Exercise material Block Start
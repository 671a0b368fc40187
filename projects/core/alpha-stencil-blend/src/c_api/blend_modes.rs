//! Single mode C entry points.

use super::{AsbErrorCode, AsbResult};
use crate::blend::{blend_alpha, blend_alpha_stencil, blend_stencil};

/// Rewrites the alpha byte of every pixel in the colour buffer from the green
/// byte of the matching opacity pixel.
///
/// # Parameters
///
/// - `color_ptr`: Pointer to the RGBA8888 colour buffer rewritten in place
/// - `opacity_ptr`: Pointer to the RGBA8888 opacity source
/// - `num_pixels`: Number of 4 byte pixels in every provided buffer
///
/// # Returns
///
/// An [`AsbResult`] indicating success or failure.
///
/// # Safety
///
/// - `color_ptr` must be valid for reads and writes of `num_pixels * 4` bytes
/// - `opacity_ptr` must be valid for reads of `num_pixels * 4` bytes
#[unsafe(no_mangle)]
pub unsafe extern "C" fn asbcore_blend_alpha(
    color_ptr: *mut u8,
    opacity_ptr: *const u8,
    num_pixels: usize,
) -> AsbResult {
    // Validate null pointers
    if color_ptr.is_null() {
        return AsbResult::from_error_code(AsbErrorCode::NullColorPointer);
    }
    if opacity_ptr.is_null() {
        return AsbResult::from_error_code(AsbErrorCode::NullOpacityPointer);
    }

    blend_alpha(color_ptr, opacity_ptr, num_pixels);
    AsbResult::success()
}

/// Rewrites the alpha byte of every pixel in the colour buffer from the green
/// byte of the matching opacity pixel where the stencil red byte is >= 128,
/// and to 0 elsewhere.
///
/// # Parameters
///
/// - `color_ptr`: Pointer to the RGBA8888 colour buffer rewritten in place
/// - `opacity_ptr`: Pointer to the RGBA8888 opacity source
/// - `stencil_ptr`: Pointer to the RGBA8888 stencil
/// - `num_pixels`: Number of 4 byte pixels in every provided buffer
///
/// # Returns
///
/// An [`AsbResult`] indicating success or failure.
///
/// # Safety
///
/// - `color_ptr` must be valid for reads and writes of `num_pixels * 4` bytes
/// - `opacity_ptr` must be valid for reads of `num_pixels * 4` bytes
/// - `stencil_ptr` must be valid for reads of `num_pixels * 4` bytes
#[unsafe(no_mangle)]
pub unsafe extern "C" fn asbcore_blend_alpha_stencil(
    color_ptr: *mut u8,
    opacity_ptr: *const u8,
    stencil_ptr: *const u8,
    num_pixels: usize,
) -> AsbResult {
    // Validate null pointers
    if color_ptr.is_null() {
        return AsbResult::from_error_code(AsbErrorCode::NullColorPointer);
    }
    if opacity_ptr.is_null() {
        return AsbResult::from_error_code(AsbErrorCode::NullOpacityPointer);
    }
    if stencil_ptr.is_null() {
        return AsbResult::from_error_code(AsbErrorCode::NullStencilPointer);
    }

    blend_alpha_stencil(color_ptr, opacity_ptr, stencil_ptr, num_pixels);
    AsbResult::success()
}

/// Rewrites the alpha byte of every pixel in the colour buffer to 255 where
/// the stencil red byte is >= 128, and to 0 elsewhere.
///
/// # Parameters
///
/// - `color_ptr`: Pointer to the RGBA8888 colour buffer rewritten in place
/// - `stencil_ptr`: Pointer to the RGBA8888 stencil
/// - `num_pixels`: Number of 4 byte pixels in every provided buffer
///
/// # Returns
///
/// An [`AsbResult`] indicating success or failure.
///
/// # Safety
///
/// - `color_ptr` must be valid for reads and writes of `num_pixels * 4` bytes
/// - `stencil_ptr` must be valid for reads of `num_pixels * 4` bytes
#[unsafe(no_mangle)]
pub unsafe extern "C" fn asbcore_blend_stencil(
    color_ptr: *mut u8,
    stencil_ptr: *const u8,
    num_pixels: usize,
) -> AsbResult {
    // Validate null pointers
    if color_ptr.is_null() {
        return AsbResult::from_error_code(AsbErrorCode::NullColorPointer);
    }
    if stencil_ptr.is_null() {
        return AsbResult::from_error_code(AsbErrorCode::NullStencilPointer);
    }

    blend_stencil(color_ptr, stencil_ptr, num_pixels);
    AsbResult::success()
}
//! Benchmark functions re-exported for external benchmarks.
//!
//! This module re-exposes internal kernel functions that were changed to `pub(crate)` visibility
//! so that external benchmarks can still access them when the `bench` feature is enabled.
#![allow(clippy::missing_safety_doc)]
#![cfg(not(tarpaulin_include))]
#![allow(missing_docs)]

/// Re-exported benchmark functions for the alpha blend
pub mod alpha {
    // Portable implementations
    pub unsafe fn u32(color_ptr: *mut u8, opacity_ptr: *const u8, num_pixels: usize) {
        crate::blend::alpha::portable32::u32(color_ptr, opacity_ptr, num_pixels)
    }

    pub unsafe fn u32_unroll_4(color_ptr: *mut u8, opacity_ptr: *const u8, num_pixels: usize) {
        crate::blend::alpha::portable32::u32_unroll_4(color_ptr, opacity_ptr, num_pixels)
    }

    // SSE2 implementations
    #[cfg(any(target_arch = "x86_64", target_arch = "x86"))]
    pub unsafe fn blend_sse2(color_ptr: *mut u8, opacity_ptr: *const u8, num_pixels: usize) {
        crate::blend::alpha::sse2::blend_sse2(color_ptr, opacity_ptr, num_pixels)
    }

    // AVX2 implementations
    #[cfg(any(target_arch = "x86_64", target_arch = "x86"))]
    pub unsafe fn blend_avx2(color_ptr: *mut u8, opacity_ptr: *const u8, num_pixels: usize) {
        crate::blend::alpha::avx2::blend_avx2(color_ptr, opacity_ptr, num_pixels)
    }
}

/// Re-exported benchmark functions for the stencil masked alpha blend
pub mod alpha_stencil {
    // Portable implementations
    pub unsafe fn u32(
        color_ptr: *mut u8,
        opacity_ptr: *const u8,
        stencil_ptr: *const u8,
        num_pixels: usize,
    ) {
        crate::blend::alpha_stencil::portable32::u32(
            color_ptr,
            opacity_ptr,
            stencil_ptr,
            num_pixels,
        )
    }

    pub unsafe fn u32_unroll_4(
        color_ptr: *mut u8,
        opacity_ptr: *const u8,
        stencil_ptr: *const u8,
        num_pixels: usize,
    ) {
        crate::blend::alpha_stencil::portable32::u32_unroll_4(
            color_ptr,
            opacity_ptr,
            stencil_ptr,
            num_pixels,
        )
    }

    // SSE2 implementations
    #[cfg(any(target_arch = "x86_64", target_arch = "x86"))]
    pub unsafe fn blend_sse2(
        color_ptr: *mut u8,
        opacity_ptr: *const u8,
        stencil_ptr: *const u8,
        num_pixels: usize,
    ) {
        crate::blend::alpha_stencil::sse2::blend_sse2(
            color_ptr,
            opacity_ptr,
            stencil_ptr,
            num_pixels,
        )
    }
}

/// Re-exported benchmark functions for the stencil only blend
pub mod stencil {
    // Portable implementations
    pub unsafe fn u32(color_ptr: *mut u8, stencil_ptr: *const u8, num_pixels: usize) {
        crate::blend::stencil::portable32::u32(color_ptr, stencil_ptr, num_pixels)
    }

    pub unsafe fn u32_unroll_4(color_ptr: *mut u8, stencil_ptr: *const u8, num_pixels: usize) {
        crate::blend::stencil::portable32::u32_unroll_4(color_ptr, stencil_ptr, num_pixels)
    }

    // SSE2 implementations
    #[cfg(any(target_arch = "x86_64", target_arch = "x86"))]
    pub unsafe fn blend_sse2(color_ptr: *mut u8, stencil_ptr: *const u8, num_pixels: usize) {
        crate::blend::stencil::sse2::blend_sse2(color_ptr, stencil_ptr, num_pixels)
    }
}
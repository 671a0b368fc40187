//! Builder pattern implementation for blend configuration.

use crate::error::BlendError;

/// Blend configuration builder.
///
/// Holds the optional opacity source and stencil for a blend, so callers
/// that decide their sources at runtime can configure once and apply to any
/// number of colour buffers.
///
/// With only an opacity source, alpha bytes come from the opacity green
/// channel. With both sources, the stencil masks that copy. With only a
/// stencil, alpha bytes become 255 or 0. With neither, applying is a no-op.
#[derive(Debug, Clone, Copy)]
pub struct BlendBuilder<'buf> {
    opacity_source: Option<&'buf [u8]>,
    stencil: Option<&'buf [u8]>,
}

impl<'buf> BlendBuilder<'buf> {
    /// Create a new blend builder with no sources configured.
    pub fn new() -> Self {
        Self {
            opacity_source: None,
            stencil: None,
        }
    }

    /// Set the opacity source.
    ///
    /// Each colour pixel's alpha byte is replaced by the green byte of the
    /// matching pixel in this buffer.
    pub fn opacity_source(mut self, opacity: &'buf [u8]) -> Self {
        self.opacity_source = Some(opacity);
        self
    }

    /// Set the stencil.
    ///
    /// Pixels whose stencil red byte is below 128 get their alpha byte forced
    /// to 0. Without an opacity source, the remaining pixels become fully
    /// opaque (255) instead.
    pub fn stencil(mut self, stencil: &'buf [u8]) -> Self {
        self.stencil = Some(stencil);
        self
    }

    /// Apply the configured blend to a colour buffer.
    ///
    /// # Parameters
    /// - `color`: The RGBA8888 colour buffer, rewritten in place
    ///
    /// # Returns
    /// Ok(()) on success, or an error on failure.
    ///
    /// # Errors
    /// Returns [`BlendError`] if a buffer fails validation.
    ///
    /// # Examples
    ///
    /// ```
    /// # fn main() -> Result<(), Box<dyn std::error::Error>> {
    /// # use alpha_stencil_blend_api::BlendBuilder;
    /// let mut color = vec![0u8; 4 * 100]; // 100 RGBA8888 pixels
    /// let opacity = vec![0u8; 4 * 100];
    /// let stencil = vec![255u8; 4 * 100];
    ///
    /// let builder = BlendBuilder::new()
    ///     .opacity_source(&opacity)
    ///     .stencil(&stencil);
    ///
    /// builder.apply(&mut color)?;
    /// # Ok(())
    /// # }
    /// ```
    pub fn apply(&self, color: &mut [u8]) -> Result<(), BlendError> {
        crate::blend::blend(color, self.opacity_source, self.stencil)
    }
}

impl Default for BlendBuilder<'_> {
    fn default() -> Self {
        Self::new()
    }
}
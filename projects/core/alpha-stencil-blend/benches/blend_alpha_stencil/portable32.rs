use alpha_stencil_blend::bench::alpha_stencil::{u32, u32_unroll_4};
use criterion::{black_box, BenchmarkId};
use safe_allocator_api::RawAlloc;

fn bench_u32_unroll_4(
    b: &mut criterion::Bencher,
    color: &mut RawAlloc,
    opacity: &RawAlloc,
    stencil: &RawAlloc,
) {
    b.iter(|| unsafe {
        u32_unroll_4(
            black_box(color.as_mut_ptr()),
            black_box(opacity.as_ptr()),
            black_box(stencil.as_ptr()),
            black_box(color.len() / 4),
        )
    });
}

fn bench_u32(
    b: &mut criterion::Bencher,
    color: &mut RawAlloc,
    opacity: &RawAlloc,
    stencil: &RawAlloc,
) {
    b.iter(|| unsafe {
        u32(
            black_box(color.as_mut_ptr()),
            black_box(opacity.as_ptr()),
            black_box(stencil.as_ptr()),
            black_box(color.len() / 4),
        )
    });
}

pub(crate) fn run_benchmarks(
    group: &mut criterion::BenchmarkGroup<'_, criterion::measurement::WallTime>,
    color: &mut RawAlloc,
    opacity: &RawAlloc,
    stencil: &RawAlloc,
    size: usize,
    important_benches_only: bool,
) {
    group.bench_with_input(BenchmarkId::new("u32 unroll_4", size), &size, |b, _| {
        bench_u32_unroll_4(b, color, opacity, stencil)
    });

    if !important_benches_only {
        group.bench_with_input(BenchmarkId::new("u32", size), &size, |b, _| {
            bench_u32(b, color, opacity, stencil)
        });
    }
}
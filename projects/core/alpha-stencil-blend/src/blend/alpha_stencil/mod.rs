//! Stencil masked alpha blend: colour alpha bytes are replaced by the
//! opacity source's green bytes where the stencil marks the pixel opaque
//! (red >= 128), and forced to 0 everywhere else.

pub(crate) mod portable32;

#[cfg(any(target_arch = "x86_64", target_arch = "x86"))]
pub(crate) mod sse2;

#[cfg(any(target_arch = "x86_64", target_arch = "x86"))]
use crate::cpu_detect::*;

/// Rewrites the alpha byte of every pixel in the colour buffer from the
/// matching pixel's green byte in the opacity source, masked by the stencil,
/// picking the fastest kernel available on the current CPU.
///
/// Pixels whose stencil red byte is below 128 get their alpha forced to 0.
///
/// # Safety
///
/// - `color_ptr` must be valid for reads and writes of `num_pixels * 4` bytes
/// - `opacity_ptr` must be valid for reads of `num_pixels * 4` bytes
/// - `stencil_ptr` must be valid for reads of `num_pixels * 4` bytes
#[inline]
pub unsafe fn blend_alpha_stencil(
    color_ptr: *mut u8,
    opacity_ptr: *const u8,
    stencil_ptr: *const u8,
    num_pixels: usize,
) {
    #[cfg(any(target_arch = "x86_64", target_arch = "x86"))]
    {
        blend_alpha_stencil_x86(color_ptr, opacity_ptr, stencil_ptr, num_pixels)
    }

    #[cfg(not(any(target_arch = "x86_64", target_arch = "x86")))]
    {
        portable32::u32_unroll_4(color_ptr, opacity_ptr, stencil_ptr, num_pixels)
    }
}

#[cfg(any(target_arch = "x86_64", target_arch = "x86"))]
#[inline(always)]
unsafe fn blend_alpha_stencil_x86(
    color_ptr: *mut u8,
    opacity_ptr: *const u8,
    stencil_ptr: *const u8,
    num_pixels: usize,
) {
    #[cfg(not(feature = "no-runtime-cpu-detection"))]
    {
        // Runtime feature detection
        if has_sse2() {
            sse2::blend_sse2(color_ptr, opacity_ptr, stencil_ptr, num_pixels);
            return;
        }
    }

    #[cfg(feature = "no-runtime-cpu-detection")]
    {
        if cfg!(target_feature = "sse2") {
            sse2::blend_sse2(color_ptr, opacity_ptr, stencil_ptr, num_pixels);
            return;
        }
    }

    portable32::u32_unroll_4(color_ptr, opacity_ptr, stencil_ptr, num_pixels)
}
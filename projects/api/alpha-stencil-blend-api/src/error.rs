//! Error types for blend operations.

use thiserror::Error;

/// Errors that can occur during blend operations.
#[derive(Debug, Error)]
pub enum BlendError {
    /// The colour buffer length is invalid (must be divisible by 4).
    #[error("Invalid colour length: {0} bytes. Must be divisible by 4 (RGBA8888 pixel size).")]
    InvalidColorLength(usize),

    /// The opacity source is too small for the colour buffer.
    #[error("Opacity source too small: need {needed} bytes, but only {actual} bytes available.")]
    OpacitySourceTooSmall {
        /// The required size in bytes
        needed: usize,
        /// The actual size in bytes
        actual: usize,
    },

    /// The stencil is too small for the colour buffer.
    #[error("Stencil too small: need {needed} bytes, but only {actual} bytes available.")]
    StencilTooSmall {
        /// The required size in bytes
        needed: usize,
        /// The actual size in bytes
        actual: usize,
    },
}
//! Built-in fingerprints for common producer releases.

use crate::types::fingerprint::{
    AirlineFingerprint, PassengerCombination, RelationshipDirection, RelationshipPattern,
};

const PAX_REF_STRUCTURE: &str = "PaxList/Pax/PaxRefID";

/// Seed library used by [`MemoryStore::with_defaults`](super::MemoryStore::with_defaults).
pub fn default_fingerprints() -> Vec<AirlineFingerprint> {
    let infant_to_adult = || {
        RelationshipPattern::new(
            RelationshipDirection::InfantToAdult,
            "PaxRefID",
            "Each infant references exactly one adult",
            0.9,
        )
    };

    vec![
        AirlineFingerprint::new(
            "LH",
            "17.2",
            PassengerCombination::new(2, 1, 1),
            infant_to_adult(),
        )
        .with_structural_signature(PAX_REF_STRUCTURE)
        .with_features(["Infant Pax carries PaxRefID of the accompanying adult"]),
        AirlineFingerprint::new(
            "BA",
            "18.1",
            PassengerCombination::new(2, 0, 1),
            infant_to_adult(),
        )
        .with_structural_signature(PAX_REF_STRUCTURE)
        .with_features(["Couple with lap infant", "Infant Pax carries PaxRefID"]),
        AirlineFingerprint::new(
            "AF",
            "19.1",
            PassengerCombination::new(1, 0, 1),
            RelationshipPattern::new(
                RelationshipDirection::AdultToInfant,
                "PaxRefID",
                "Each adult references associated infant",
                0.9,
            ),
        )
        .with_structural_signature(PAX_REF_STRUCTURE)
        .with_features(["Adult Pax carries PaxRefID of the infant"]),
    ]
}

#[cfg(test)]
mod tests {
    use super::*;

    #[test]
    fn test_defaults_cover_both_directions() {
        let defaults = default_fingerprints();

        assert_eq!(defaults.len(), 3);
        assert!(defaults
            .iter()
            .all(|f| f.structural_signature == PAX_REF_STRUCTURE));
        let directions: Vec<_> = defaults.iter().map(|f| f.relationship.direction).collect();
        assert_eq!(
            directions,
            vec![
                RelationshipDirection::InfantToAdult,
                RelationshipDirection::InfantToAdult,
                RelationshipDirection::AdultToInfant,
            ]
        );
    }
}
Exercise material Block End
- Exercise prompt
Examine the records above and give the number of lines in which the string "that" appears, with no other words.

- Output
5